With the holidays long over and the major work rush of January and early February completed, I’ve had a chance to dive back into fiction. As has been the case for the last few years, science fiction dominates my reading list, but historical fiction and thrillers keep sneaking in.
Hull Zero Three
Greg Bear’s Hull Zero Three is a hard SF mystery novel set in deep space, in which the mystery is not who killed someone, but who killed a starship. It takes place on a generational starship, and opens with an unnamed protagonist who wakes from hibernation to find that the ship is badly off-course and terribly damaged. The colonization mission he’d been preparing for in “Dreamtime” is gone; in its place is a waking nightmare in which he doesn’t even know his name.

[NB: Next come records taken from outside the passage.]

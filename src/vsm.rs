// This file is part of tms52xx.
// Licensed under the GPLv3. See LICENSE file in the project root for full license text.

//! Speech memory interface.
//!
//! When SPEAK is used instead of SPEAK EXTERNAL the chip fetches its frame
//! bits from an external voice synthesis memory (VSM, e.g. a TMS6100). Two
//! ways of reaching one are modelled:
//!
//! - [`DirectMemory`] hands out bits straight from a ROM image, the way the
//!   chip sees a VSM wired to its ADD pins.
//! - [`SerialMemory`] drives the M0, M1, ADD and ROMCLK lines of a
//!   [`SerialBus`] and samples its data line, for hosts that emulate the VSM
//!   as a separate device.

use alloc::boxed::Box;
use alloc::vec::Vec;

use log::trace;

/// VSM addresses are 18 bits wide.
pub const ADDRESS_MASK: u32 = 0x3ffff;
/// READ AND BRANCH keeps the bank bits and replaces the rest.
const BRANCH_BANK_MASK: u32 = 0x3c000;
const BRANCH_OFFSET_MASK: u32 = 0x3fff;

/// The chip's side of an external speech memory.
pub trait SpeechMemory {
    /// Shift one address nibble into the memory (LOAD ADDRESS).
    fn request_address(&mut self, nibble: u8);

    /// Read `count` bits (at most 8), first bit in the most significant
    /// position.
    fn request_data(&mut self, count: u8) -> u8;

    /// Jump to the 14-bit pointer stored at the current address.
    fn read_and_branch(&mut self);

    /// Return to address 0.
    fn reset(&mut self);
}

/// Byte-addressed speech ROM image.
pub trait SpeechRom {
    /// Byte at `address`, or 0 past the end of the image.
    fn read_byte(&self, address: u32) -> u8;
}

impl SpeechRom for [u8] {
    fn read_byte(&self, address: u32) -> u8 {
        self.get(address as usize).copied().unwrap_or(0)
    }
}

impl<const N: usize> SpeechRom for [u8; N] {
    fn read_byte(&self, address: u32) -> u8 {
        self[..].read_byte(address)
    }
}

impl SpeechRom for Vec<u8> {
    fn read_byte(&self, address: u32) -> u8 {
        self[..].read_byte(address)
    }
}

impl<R: SpeechRom + ?Sized> SpeechRom for &R {
    fn read_byte(&self, address: u32) -> u8 {
        (**self).read_byte(address)
    }
}

/// VSM reading a ROM image directly.
///
/// Address nibbles are loaded least significant first. The first read after a
/// load is the chip's dummy read and returns nothing; after it, bits are
/// served most significant first from each byte.
#[derive(Clone, Debug)]
pub struct DirectMemory<R> {
    rom: R,
    address: u32,
    // shift for the next address nibble
    load_pointer: u8,
    // bits of the byte at `address` already read
    bit: u8,
    loaded: bool,
}

impl<R: SpeechRom> DirectMemory<R> {
    /// Wrap a ROM image.
    pub fn new(rom: R) -> Self {
        Self {
            rom,
            address: 0,
            load_pointer: 0,
            bit: 0,
            loaded: true,
        }
    }

    /// Address of the byte the next bit comes from.
    pub const fn address(&self) -> u32 {
        self.address
    }

    /// The wrapped ROM image.
    pub fn rom(&self) -> &R {
        &self.rom
    }

    fn next_bit(&mut self) -> bool {
        let byte = self.rom.read_byte(self.address);
        let bit = (byte >> (7 - self.bit)) & 1 != 0;
        self.bit += 1;
        if self.bit == 8 {
            self.bit = 0;
            self.address = (self.address + 1) & ADDRESS_MASK;
        }
        bit
    }
}

impl<R: SpeechRom> SpeechMemory for DirectMemory<R> {
    fn request_address(&mut self, nibble: u8) {
        if self.load_pointer < 20 {
            let shift = self.load_pointer;
            self.address = ((self.address & !(0xf << shift)) | (u32::from(nibble & 0xf) << shift))
                & ADDRESS_MASK;
        }
        self.load_pointer = self.load_pointer.saturating_add(4);
        self.bit = 0;
        self.loaded = true;
    }

    fn request_data(&mut self, count: u8) -> u8 {
        self.load_pointer = 0;
        if self.loaded {
            self.loaded = false;
            return 0;
        }
        let mut value = 0u8;
        for _ in 0..count.min(8) {
            value = (value << 1) | self.next_bit() as u8;
        }
        value
    }

    fn read_and_branch(&mut self) {
        let pointer = (u32::from(self.rom.read_byte(self.address)) << 8)
            | u32::from(self.rom.read_byte((self.address + 1) & ADDRESS_MASK));
        self.address = (self.address & BRANCH_BANK_MASK) | (pointer & BRANCH_OFFSET_MASK);
        self.bit = 0;
        self.load_pointer = 0;
        trace!("VSM branch to {:05x}", self.address);
    }

    fn reset(&mut self) {
        self.address = 0;
        self.load_pointer = 0;
        self.bit = 0;
        self.loaded = true;
    }
}

/// The lines between the chip and a serially addressed VSM.
///
/// The setters are only called when a line changes level.
pub trait SerialBus {
    /// M0 command line.
    fn set_m0(&mut self, level: bool);
    /// M1 command line.
    fn set_m1(&mut self, level: bool);
    /// ADD1..ADD8 nibble.
    fn set_addr(&mut self, nibble: u8);
    /// ROM clock.
    fn set_romclk(&mut self, level: bool);
    /// Sample the data line.
    fn data(&mut self) -> bool;
}

#[derive(Clone, Copy, Debug, Default, PartialEq, Eq)]
struct Lines {
    romclk: bool,
    m0: bool,
    m1: bool,
    addr: u8,
}

/// Serial VSM protocol.
///
/// Every operation is four ROMCLK phases:
///
/// | operation       | phase 1     | phase 2     | phase 3 | phase 4 |
/// |-----------------|-------------|-------------|---------|---------|
/// | load address    | CLK, M1, A  | M1, A       | CLK, A  | A       |
/// | read bit        | CLK, M0     | M0          | CLK     | -       |
/// | read and branch | CLK, M0, M1 | M0, M1      | CLK     | -       |
///
/// A read samples the data line after the last phase.
#[derive(Clone, Debug)]
pub struct SerialMemory<B> {
    bus: B,
    lines: Lines,
}

impl<B: SerialBus> SerialMemory<B> {
    /// Drive `bus`. All lines start low.
    pub fn new(bus: B) -> Self {
        Self {
            bus,
            lines: Lines::default(),
        }
    }

    /// The driven bus.
    pub fn bus(&self) -> &B {
        &self.bus
    }

    /// Mutable access to the driven bus.
    pub fn bus_mut(&mut self) -> &mut B {
        &mut self.bus
    }

    fn drive(&mut self, romclk: bool, m0: bool, m1: bool, addr: u8) {
        let next = Lines {
            romclk,
            m0,
            m1,
            addr,
        };
        if next.m0 != self.lines.m0 {
            self.bus.set_m0(m0);
        }
        if next.m1 != self.lines.m1 {
            self.bus.set_m1(m1);
        }
        if next.addr != self.lines.addr {
            self.bus.set_addr(addr);
        }
        if next.romclk != self.lines.romclk {
            self.bus.set_romclk(romclk);
        }
        self.lines = next;
    }

    fn read_bit(&mut self) -> bool {
        self.drive(true, true, false, 0);
        self.drive(false, true, false, 0);
        self.drive(true, false, false, 0);
        self.drive(false, false, false, 0);
        self.bus.data()
    }
}

impl<B: SerialBus> SpeechMemory for SerialMemory<B> {
    fn request_address(&mut self, nibble: u8) {
        let nibble = nibble & 0xf;
        self.drive(true, false, true, nibble);
        self.drive(false, false, true, nibble);
        self.drive(true, false, false, nibble);
        self.drive(false, false, false, nibble);
    }

    fn request_data(&mut self, count: u8) -> u8 {
        let mut value = 0u8;
        for _ in 0..count.min(8) {
            value = (value << 1) | self.read_bit() as u8;
        }
        value
    }

    fn read_and_branch(&mut self) {
        self.drive(true, true, true, 0);
        self.drive(false, true, true, 0);
        self.drive(true, false, false, 0);
        self.drive(false, false, false, 0);
    }

    fn reset(&mut self) {}
}

/// The chip's memory interface registers.
///
/// Owns the attached memory (if any), the pending dummy read, and the data
/// register filled by READ BYTE.
#[derive(Default)]
pub struct MemoryLink {
    memory: Option<Box<dyn SpeechMemory>>,
    schedule_dummy_read: bool,
    data_register: u8,
    read_data_register: bool,
}

impl MemoryLink {
    /// Attach `memory`, replacing any previous one.
    pub fn attach(&mut self, memory: Box<dyn SpeechMemory>) {
        self.memory = Some(memory);
    }

    /// Whether a memory is attached.
    pub fn is_attached(&self) -> bool {
        self.memory.is_some()
    }

    /// A dummy read is due before the next data access.
    pub const fn dummy_read_pending(&self) -> bool {
        self.schedule_dummy_read
    }

    /// Last byte fetched by READ BYTE.
    pub const fn data_register(&self) -> u8 {
        self.data_register
    }

    /// The next host read returns the data register instead of status.
    pub const fn read_data_register(&self) -> bool {
        self.read_data_register
    }

    /// Shift an address nibble into memory and schedule a dummy read.
    pub fn load_address(&mut self, nibble: u8) {
        if let Some(memory) = self.memory.as_mut() {
            memory.request_address(nibble);
        }
        self.schedule_dummy_read = true;
    }

    /// Perform the scheduled dummy read, if one is due.
    pub fn perform_dummy_read(&mut self) {
        if self.schedule_dummy_read {
            trace!("VSM dummy read");
            self.read_bits(1);
            self.schedule_dummy_read = false;
        }
    }

    /// Read up to 8 bits. Returns 0 with no memory attached.
    pub fn read_bits(&mut self, count: u8) -> u8 {
        self.memory
            .as_mut()
            .map_or(0, |memory| memory.request_data(count))
    }

    /// READ BYTE: fetch 8 bits into the data register.
    pub fn read_byte(&mut self) {
        self.perform_dummy_read();
        self.data_register = self.read_bits(8);
        self.read_data_register = true;
    }

    /// READ AND BRANCH.
    pub fn read_and_branch(&mut self) {
        if let Some(memory) = self.memory.as_mut() {
            memory.read_and_branch();
        }
    }

    /// Hand out the data register once, if READ BYTE filled it.
    pub fn take_data_register(&mut self) -> Option<u8> {
        if self.read_data_register {
            self.read_data_register = false;
            Some(self.data_register)
        } else {
            None
        }
    }

    /// Forget a pending data register read.
    pub fn clear_data_register(&mut self) {
        self.read_data_register = false;
    }

    /// Restore the registers from a snapshot.
    pub fn restore(&mut self, schedule_dummy_read: bool, data_register: u8, read_data_register: bool) {
        self.schedule_dummy_read = schedule_dummy_read;
        self.data_register = data_register;
        self.read_data_register = read_data_register;
    }

    /// Chip reset: memory back to address 0, followed by its dummy read.
    pub fn reset(&mut self) {
        if let Some(memory) = self.memory.as_mut() {
            memory.reset();
        }
        self.schedule_dummy_read = true;
        self.perform_dummy_read();
        self.read_data_register = false;
    }
}
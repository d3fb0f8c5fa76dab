// This file is part of tms52xx.
// Licensed under the GPLv3. See LICENSE file in the project root for full license text.

//! Ten stage lattice filter, US patent 4,209,804 table I, evaluated in the
//! order the chip's multiplier pipeline does it.
//!
//! Notation: `u[n]` is Y(n+1) on the forward path, `x[n]` is b(n+1) on the
//! backward path, `k[n]` is K(n+1).

/// Sign-extend the low `bits` of `value`.
#[inline]
const fn wrap(value: i32, bits: u32) -> i32 {
    let shift = 32 - bits;
    (value << shift) >> shift
}

/// The chip's 10 x 15 bit multiplier. Operands wrap to their bus widths.
#[inline]
pub const fn matrix_multiply(a: i32, b: i32) -> i32 {
    (wrap(a, 10) * wrap(b, 15)) >> 9
}

/// Force a filter result onto the output bus, sign plus 14 bits. The final
/// K1 stage addition can overflow it.
#[inline]
pub const fn wrap_output(sample: i32) -> i32 {
    wrap(sample, 15)
}

/// Lattice filter delay state.
#[derive(Clone, Debug, Default, PartialEq, Eq)]
pub struct LatticeFilter {
    u: [i32; 11],
    x: [i32; 10],
}

impl LatticeFilter {
    /// Forward path values Y1..Y11 from the last sample.
    pub const fn u(&self) -> &[i32; 11] {
        &self.u
    }

    /// Backward path delay values b1..b10.
    pub const fn x(&self) -> &[i32; 10] {
        &self.x
    }

    /// Run one sample of `input` (Y11) through the filter.
    pub fn clock(&mut self, input: i32, k: &[i32; 10]) -> i32 {
        self.u[10] = input;
        for i in (0..10).rev() {
            self.u[i] = self.u[i + 1] - matrix_multiply(k[i], self.x[i]);
        }
        for i in (1..10).rev() {
            self.x[i] = self.x[i - 1] + matrix_multiply(k[i - 1], self.u[i - 1]);
        }
        self.x[0] = self.u[0];
        self.u[0]
    }

    /// Clear the delay line.
    pub fn reset(&mut self) {
        self.u = [0; 11];
        self.x = [0; 10];
    }
}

Hull Zero Three finds this “teacher” — as he’s called by the other characters — fighting his way past hellspawned ship guardians in an attempt to find out exactly what went wrong. Reviewers have compared it to the Dennis Quaid film Pandorum (2009), and rightly so — both share similar setups involving generational starships, amnesia and a mission gone horribly wrong. But Bear, as is his want, asks bigger questions about humanity’s manifest destiny in the galaxy … and what it would do to achieve that destiny.
Some have complained that the 336 page book is too short, but I think it was just the right size given Bear’s pacing. Making it much longer would have needlessly padded out the book with extraneous details and subplots. After years of reading The Wheel of Time and A Song of Fire and Ice, the book’s focus is something I appreciated.
Reamde
Neal Stephenson is one of my favorite authors, but I haven’t kept up with his recent work. The Baroque Cycle was a bust for me — I couldn’t get through the historically dense dialogue of Quicksilver. It seemed that Anathem, his science fiction follow up to that series, was more of the same, so I avoided it. With Reamde Stephenson returns to the modern era and to the fast, engaging writing style that made Cryptonomicon, Snow Crash and The Diamond Age such great reads.
The book is about a virus that is infecting computers belonging to players of a massively-multiplayer online game. The virus encrypts the players’ hard drive, and then the hackers behind the virus demand a ransom in order to decrypt it. I’m only about a hundred pages into the book, but it seems like Stephenson’s doing for MMORPGs what he did for encryption in Cryptonomicon: turn a highly geeky pursuit into a compelling read.
My problem with the book right now isn’t the prose, it’s the size. I got the hardcover version for Christmas, and I’ve found it’s awkward to carry back and forth to work. While I’ve always said I won’t give up print books, I find myself wishing I’d gotten a digital copy of the book instead. The iPad makes reading digital books a pleasure, and it’s a heck of a lot easier to take with me.
The New Space Opera 2
I don’t know why I keep buying short story anthologies. I tell myself it’s a great way to sample a cross section of new authors, and there’s some truth to that. But in practice I don’t like short fiction much: I like to really dig into a good book, and with short fiction the story is over just as I’m getting into it. Reading a good anthology is even worse than reading an average one; it’s like getting your heart broken a dozen times instead of once.
That’s why the The New Space Opera 2 keeps popping on and off of my reading lists. I read a story or two, and if they’re good, I go and find more books by that author. If not, my momentum is killed, and the book goes back on the shelf for a few more months. This is why it takes me years to finish an anthology and why I should really just quit while I’m behind. And yet … I did buy the book…
The original New Space Opera anthology felt more like The New Transhumanist than true space opera. It had too many mind-bending stories about future humans warping themselves into unrecognizable constructs, and not enough featuring starships exchanging turbolaser broadsides or intergalactic agents undermining evil empires.
The New Space Opera 2 hews closer to the genre that inspired it. My favorite story so far is Cory Doctorow’s “To Go Boldly”, a tribute and parody to the spirit of Star Trek that asks some fundamental questions about the implications of transporter technology. The current story I’m reading, “To Raise a Mutiny Betwixt Yourselves” by Jay Lake appears to be about deep space mutiny, in which the captain is rebelling against a sentient ship.